- **AVAILABLE DATA**:
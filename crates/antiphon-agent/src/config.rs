use serde::{Deserialize, Serialize};
use std::fmt;

/// Instructions used when room metadata supplies no usable prompt.
pub const DEFAULT_PROMPT: &str = "You are a helpful assistant.";

fn default_prompt() -> String {
    DEFAULT_PROMPT.to_string()
}

/// Per-room agent configuration, built once per job from the room's
/// metadata and immutable afterwards.
///
/// `prompt` is never empty. `voice` is forwarded to the realtime provider
/// only when the metadata supplied one.
#[derive(Debug, Clone, PartialEq, Eq)]
pub struct AgentConfig {
    pub prompt: String,
    pub voice: Option<String>,
}

impl Default for AgentConfig {
    fn default() -> Self {
        Self {
            prompt: default_prompt(),
            voice: None,
        }
    }
}

/// Shape of the JSON document carried in room metadata.
///
/// Rooms created outside this system may hold arbitrary metadata, so every
/// field is optional. Parsing is strict on types: a prompt that is not a
/// string is a parse failure, not a value to coerce.
#[derive(Debug, Default, Deserialize)]
struct MetadataEnvelope {
    #[serde(default)]
    config: MetadataConfig,
}

#[derive(Debug, Default, Deserialize)]
struct MetadataConfig {
    #[serde(default)]
    prompt: Option<String>,
    #[serde(default)]
    voice: Option<String>,
}

impl AgentConfig {
    /// Resolves the agent configuration from raw room metadata.
    ///
    /// Absent, empty, or unparsable metadata yields the default
    /// configuration. A missing or empty `config.prompt` falls back to
    /// [`DEFAULT_PROMPT`]; an empty `config.voice` counts as unset.
    ///
    /// This never fails. Metadata is untrusted input and a bad document
    /// must not take the agent down, so parse failures are logged and the
    /// defaults apply.
    pub fn resolve(metadata: Option<&str>) -> Self {
        let raw = match metadata {
            Some(raw) if !raw.is_empty() => raw,
            _ => return Self::default(),
        };

        let envelope: MetadataEnvelope = match serde_json::from_str(raw) {
            Ok(envelope) => envelope,
            Err(e) => {
                tracing::warn!("failed to parse room metadata, using default config: {}", e);
                return Self::default();
            }
        };

        let prompt = match envelope.config.prompt {
            Some(prompt) if !prompt.is_empty() => prompt,
            _ => default_prompt(),
        };
        let voice = envelope.config.voice.filter(|voice| !voice.is_empty());

        Self { prompt, voice }
    }
}

fn default_participant_poll_ms() -> u64 {
    500
}

#[derive(Clone, Serialize, Deserialize)]
pub struct LiveKitConfig {
    pub url: String,
    pub api_key: String,
    #[serde(skip_serializing)]
    pub api_secret: String,
    /// Interval in milliseconds between participant list polls while waiting
    /// for someone to join a room. Default: 500.
    #[serde(default = "default_participant_poll_ms")]
    pub participant_poll_ms: u64,
}

impl Default for LiveKitConfig {
    fn default() -> Self {
        Self {
            url: String::new(),
            api_key: String::new(),
            api_secret: String::new(),
            participant_poll_ms: default_participant_poll_ms(),
        }
    }
}

impl fmt::Debug for LiveKitConfig {
    fn fmt(&self, f: &mut fmt::Formatter<'_>) -> fmt::Result {
        f.debug_struct("LiveKitConfig")
            .field("url", &self.url)
            .field("api_key", &self.api_key)
            .field("api_secret", &"[REDACTED]")
            .field("participant_poll_ms", &self.participant_poll_ms)
            .finish()
    }
}

impl LiveKitConfig {
    pub fn new(
        url: impl Into<String>,
        api_key: impl Into<String>,
        api_secret: impl Into<String>,
    ) -> Self {
        Self {
            url: url.into(),
            api_key: api_key.into(),
            api_secret: api_secret.into(),
            participant_poll_ms: default_participant_poll_ms(),
        }
    }
}

#[cfg(test)]
mod tests {
    use super::*;

    #[test]
    fn missing_metadata_yields_defaults() {
        let config = AgentConfig::resolve(None);
        assert_eq!(config.prompt, DEFAULT_PROMPT);
        assert!(config.voice.is_none());
    }

    #[test]
    fn empty_metadata_yields_defaults() {
        assert_eq!(AgentConfig::resolve(Some("")), AgentConfig::default());
    }

    #[test]
    fn malformed_metadata_yields_defaults() {
        assert_eq!(AgentConfig::resolve(Some("{not json")), AgentConfig::default());
    }

    #[test]
    fn wrong_shape_metadata_yields_defaults() {
        // A numeric prompt fails the typed parse rather than being coerced.
        assert_eq!(
            AgentConfig::resolve(Some(r#"{"config": {"prompt": 42}}"#)),
            AgentConfig::default()
        );
    }

    #[test]
    fn metadata_without_config_key_yields_defaults() {
        assert_eq!(
            AgentConfig::resolve(Some(r#"{"other": true}"#)),
            AgentConfig::default()
        );
    }

    #[test]
    fn voice_only_metadata_keeps_default_prompt() {
        let config = AgentConfig::resolve(Some(r#"{"config": {"voice": "alloy"}}"#));
        assert_eq!(config.prompt, DEFAULT_PROMPT);
        assert_eq!(config.voice.as_deref(), Some("alloy"));
    }

    #[test]
    fn full_metadata_carries_both_fields() {
        let config = AgentConfig::resolve(Some(
            r#"{"config": {"prompt": "You are a travel guide.", "voice": "ash"}}"#,
        ));
        assert_eq!(config.prompt, "You are a travel guide.");
        assert_eq!(config.voice.as_deref(), Some("ash"));
    }

    #[test]
    fn empty_prompt_falls_back_to_default() {
        let config = AgentConfig::resolve(Some(r#"{"config": {"prompt": ""}}"#));
        assert_eq!(config.prompt, DEFAULT_PROMPT);
        assert!(config.voice.is_none());
    }

    #[test]
    fn empty_voice_counts_as_unset() {
        let config = AgentConfig::resolve(Some(r#"{"config": {"voice": ""}}"#));
        assert!(config.voice.is_none());
    }

    #[test]
    fn extra_metadata_fields_are_ignored() {
        let config = AgentConfig::resolve(Some(
            r#"{"config": {"prompt": "Hi.", "theme": "dark"}, "created_by": "console"}"#,
        ));
        assert_eq!(config.prompt, "Hi.");
    }

    #[test]
    fn livekit_secret_is_redacted_in_debug_output() {
        let config = LiveKitConfig::new("wss://livekit.example.com", "key", "super-secret");
        let debug = format!("{:?}", config);
        assert!(debug.contains("[REDACTED]"));
        assert!(!debug.contains("super-secret"));
    }

    #[test]
    fn livekit_config_parses_with_default_poll_interval() {
        let config: LiveKitConfig = toml::from_str(
            r#"
            url = "wss://livekit.example.com"
            api_key = "key"
            api_secret = "secret"
            "#,
        )
        .expect("config should parse");
        assert_eq!(config.participant_poll_ms, 500);
    }
}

- **PROMPT**: From the entries, copy every line in which the string "document" can be found.

- **TASK RESPONSE**:
/// Shape of the JSON document carried in room metadata.
    /// This never fails. Metadata is untrusted input and a bad document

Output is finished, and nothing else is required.